Bruce Bachenheimer, the accidental entrepreneur, is a clinical professor of management and the director of Pace University’s Entrepreneurship Lab. He tells his students that passion is a must for entrepreneurs and that if they don’t yet know what that passion is, they should keep looking. Sometimes it can happen when it’s least expected – and he is a great example of this.

“Passion is very important. When I found a passion for something, whether it was an entrepreneurial venture or something else, it was very important that I pursue it. Where is that passion going to come from? It can come from almost anywhere and at any time. Early on I discovered a passion for Japanese. I found an exchange program and went to college there for a semester. Later, inspired by Thoreau’s Walden, I decided to leave a career on Wall Street and go sailing. And just as Thoreau decided to leave the woods after his path from the cabin to the pond became too worn in, it was time for me to find something else.

“Just over a decade ago I found a passion for teaching and I did what it took to get a teaching position without a typical academic background. Examples of my entrepreneurial passion include having started an online financial services company in Australia and a woodworking business in Maryland. With passion it is very easy to focus all your time and energy and accomplish something.

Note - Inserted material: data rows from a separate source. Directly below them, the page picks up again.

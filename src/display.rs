//! Character display showing the current scale and the latest value.
//!
//! The panel mimics the 16x4 character OLED of the shield: the scale name on
//! the second row and the value on the fourth, both centered.

use std::io::{self, Stdout};

use crossterm::tty::IsTty;
use ratatui::backend::CrosstermBackend;
use ratatui::buffer::Buffer;
use ratatui::layout::{Alignment, Rect};
use ratatui::style::{Modifier, Style};
use ratatui::text::Line;
use ratatui::widgets::{Block, Borders, Paragraph, Widget};
use ratatui::{Terminal, TerminalOptions, Viewport};
use tracing::{info, warn};

pub const PANEL_COLUMNS: u16 = 16;
pub const PANEL_ROWS: u16 = 4;
pub const NO_SCALE: &str = "No scale";
pub const NO_VALUE: &str = "No value";

/// Sink for the two display fields.
pub trait Screen {
    fn show(&mut self, scale: Option<&str>, value: &str);
}

impl<S: Screen + ?Sized> Screen for Box<S> {
    fn show(&mut self, scale: Option<&str>, value: &str) {
        (**self).show(scale, value);
    }
}

/// Content of the panel.
#[derive(Debug, Clone, PartialEq, Eq)]
pub struct OledFrame {
    pub scale: Option<String>,
    pub value: String,
}

impl Default for OledFrame {
    fn default() -> Self {
        Self {
            scale: None,
            value: NO_VALUE.to_string(),
        }
    }
}

impl OledFrame {
    pub fn new(scale: Option<&str>, value: &str) -> Self {
        Self {
            scale: scale.map(str::to_string),
            value: value.to_string(),
        }
    }

    pub fn scale_text(&self) -> &str {
        self.scale.as_deref().unwrap_or(NO_SCALE)
    }
}

impl Widget for &OledFrame {
    fn render(self, area: Rect, buf: &mut Buffer) {
        let lines = vec![
            Line::from(""),
            Line::from(self.scale_text().to_string()),
            Line::from(""),
            Line::styled(self.value.clone(), Style::default().add_modifier(Modifier::BOLD)),
        ];
        Paragraph::new(lines)
            .alignment(Alignment::Center)
            .block(Block::default().borders(Borders::ALL).title("DMMShield"))
            .render(area, buf);
    }
}

/// Keeps the last frame; used by scripted runs and tests.
#[derive(Debug, Default, Clone)]
pub struct RecordingScreen {
    pub frame: OledFrame,
    pub refreshes: usize,
}

impl Screen for RecordingScreen {
    fn show(&mut self, scale: Option<&str>, value: &str) {
        self.frame = OledFrame::new(scale, value);
        self.refreshes += 1;
    }
}

/// Reports display refreshes as log events.
#[derive(Debug, Default)]
pub struct LogScreen;

impl Screen for LogScreen {
    fn show(&mut self, scale: Option<&str>, value: &str) {
        info!(scale = scale.unwrap_or(NO_SCALE), value, "display");
    }
}

/// Draws the panel inline on the controlling terminal.
pub struct TerminalScreen {
    terminal: Terminal<CrosstermBackend<Stdout>>,
}

impl TerminalScreen {
    /// Fails when stdout is not a terminal.
    pub fn new() -> io::Result<Self> {
        let stdout = io::stdout();
        if !stdout.is_tty() {
            return Err(io::Error::new(io::ErrorKind::Other, "stdout is not a terminal"));
        }
        let terminal = Terminal::with_options(
            CrosstermBackend::new(stdout),
            TerminalOptions {
                viewport: Viewport::Inline(PANEL_ROWS + 2),
            },
        )?;
        Ok(Self { terminal })
    }
}

impl Screen for TerminalScreen {
    fn show(&mut self, scale: Option<&str>, value: &str) {
        let frame = OledFrame::new(scale, value);
        let drawn = self.terminal.draw(|f| {
            let area = f.size();
            let panel = Rect::new(
                area.x,
                area.y,
                (PANEL_COLUMNS + 2).min(area.width),
                (PANEL_ROWS + 2).min(area.height),
            );
            f.render_widget(&frame, panel);
        });
        if let Err(e) = drawn {
            warn!(error = %e, "display refresh failed");
        }
    }
}
use std::fmt::Write;

use crate::error::DmmError;
use crate::scale::{Scale, SCALE_COUNT};

/// Correction applied to raw readings of one scale: `raw * mult + add`.
#[derive(Debug, Clone, Copy, PartialEq)]
pub struct CoefficientPair {
    pub mult: f32,
    pub add: f32,
}

impl Default for CoefficientPair {
    fn default() -> Self {
        Self::IDENTITY
    }
}

impl CoefficientPair {
    pub const IDENTITY: Self = Self { mult: 1.0, add: 0.0 };

    pub fn new(mult: f32, add: f32) -> Self {
        Self { mult, add }
    }

    pub fn apply(&self, raw: f64) -> f64 {
        raw * f64::from(self.mult) + f64::from(self.add)
    }

    /// Describes which of the two coefficients differ from `previous`.
    pub fn describe_change(&self, previous: &CoefficientPair) -> String {
        let mut parts = Vec::new();
        if self.mult != previous.mult {
            parts.push(format!("Mult. coeff: {} -> {}", previous.mult, self.mult));
        }
        if self.add != previous.add {
            parts.push(format!("Add. coeff: {} -> {}", previous.add, self.add));
        }
        if parts.is_empty() {
            String::from("Coefficients unchanged")
        } else {
            parts.join(", ")
        }
    }
}

/// One coefficient pair per entry of the scale catalogue.
#[derive(Debug, Clone, PartialEq)]
pub struct CoefficientTable {
    pairs: [CoefficientPair; SCALE_COUNT],
}

impl Default for CoefficientTable {
    fn default() -> Self {
        Self {
            pairs: [CoefficientPair::IDENTITY; SCALE_COUNT],
        }
    }
}

impl CoefficientTable {
    pub fn get(&self, scale: Scale) -> CoefficientPair {
        self.pairs[scale.index()]
    }

    pub fn set(&mut self, scale: Scale, pair: CoefficientPair) {
        self.pairs[scale.index()] = pair;
    }

    pub fn pairs(&self) -> &[CoefficientPair; SCALE_COUNT] {
        &self.pairs
    }

    /// Number of entries that differ from `other`.
    pub fn count_differences(&self, other: &CoefficientTable) -> usize {
        self.pairs
            .iter()
            .zip(other.pairs.iter())
            .filter(|(a, b)| a != b)
            .count()
    }

    /// Text dump of the whole table, one `index,mult,add` line per scale.
    ///
    /// Every data line can be fed back verbatim as the argument list of
    /// `DMMImportCalib`.
    pub fn export(&self) -> String {
        let mut out = String::with_capacity(32 * (SCALE_COUNT + 1));
        let _ = write!(
            out,
            "Calibration coefficients for {} scales (index,mult,add):\r\n",
            SCALE_COUNT
        );
        for (index, pair) in self.pairs.iter().enumerate() {
            let _ = write!(out, "{},{},{}\r\n", index, pair.mult, pair.add);
        }
        out
    }

    /// Overwrites one entry in memory. Nothing is persisted.
    pub fn import(&mut self, index: i64, mult: f32, add: f32) -> Result<Scale, DmmError> {
        let index = usize::try_from(index).map_err(|_| DmmError::ScaleIndex)?;
        let scale = Scale::from_index(index)?;
        self.set(scale, CoefficientPair::new(mult, add));
        Ok(scale)
    }
}

#[cfg(test)]
mod tests {
    use super::*;

    fn parse_export(text: &str) -> Vec<(i64, f32, f32)> {
        text.lines()
            .skip(1)
            .map(|line| {
                let mut parts = line.trim_end().split(',');
                let idx = parts.next().unwrap().parse().unwrap();
                let mult = parts.next().unwrap().parse().unwrap();
                let add = parts.next().unwrap().parse().unwrap();
                (idx, mult, add)
            })
            .collect()
    }

    #[test]
    fn default_table_is_identity() {
        let t = CoefficientTable::default();
        assert!(t.pairs().iter().all(|p| *p == CoefficientPair::IDENTITY));
    }

    #[test]
    fn export_has_one_line_per_scale() {
        let text = CoefficientTable::default().export();
        assert_eq!(text.lines().count(), SCALE_COUNT + 1);
        assert!(text.starts_with("Calibration coefficients for 27 scales"));
        assert!(text.contains("\r\n7,1,0\r\n"));
    }

    #[test]
    fn export_import_export_round_trip() {
        let mut source = CoefficientTable::default();
        source.import(3, 1.000_123_4, -0.000_56).unwrap();
        source.import(7, 0.998_7, 0.002_5).unwrap();
        source.import(26, 1.0 / 3.0, 1e-7).unwrap();
        let exported = source.export();

        let mut target = CoefficientTable::default();
        for (idx, mult, add) in parse_export(&exported) {
            target.import(idx, mult, add).unwrap();
        }
        assert_eq!(target, source);
        assert_eq!(target.export(), exported);
    }

    #[test]
    fn import_rejects_out_of_range_index() {
        let mut t = CoefficientTable::default();
        assert_eq!(t.import(27, 1.0, 0.0), Err(DmmError::ScaleIndex));
        assert_eq!(t.import(-1, 1.0, 0.0), Err(DmmError::ScaleIndex));
        assert_eq!(t, CoefficientTable::default());
    }

    #[test]
    fn count_differences_counts_entries() {
        let a = CoefficientTable::default();
        let mut b = a.clone();
        b.import(0, 2.0, 0.0).unwrap();
        b.import(5, 1.0, 0.5).unwrap();
        assert_eq!(a.count_differences(&b), 2);
    }

    #[test]
    fn describe_change_lists_changed_coefficients() {
        let old = CoefficientPair::IDENTITY;
        assert_eq!(
            CoefficientPair::new(1.0, -0.25).describe_change(&old),
            "Add. coeff: 0 -> -0.25"
        );
        assert_eq!(old.describe_change(&old), "Coefficients unchanged");
    }
}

“When I talk to my students and they don’t know what their passion is, I tell them it’s fine – wait and keep looking, don’t just settle. I lost the desire for my job as a Wall Street trader and was basically just going through the motions. It was exciting and paid a lot of money, but I knew I wanted to do something else, just not what at the time. When you don’t have it, you can’t force a passion on yourself. I think it’s a mistake. But keep that radar open and try a lot of different things because you never know where that passion will come from.”

“Sometimes that one passion can last a lifetime. For me, some things run their course after a couple of years.”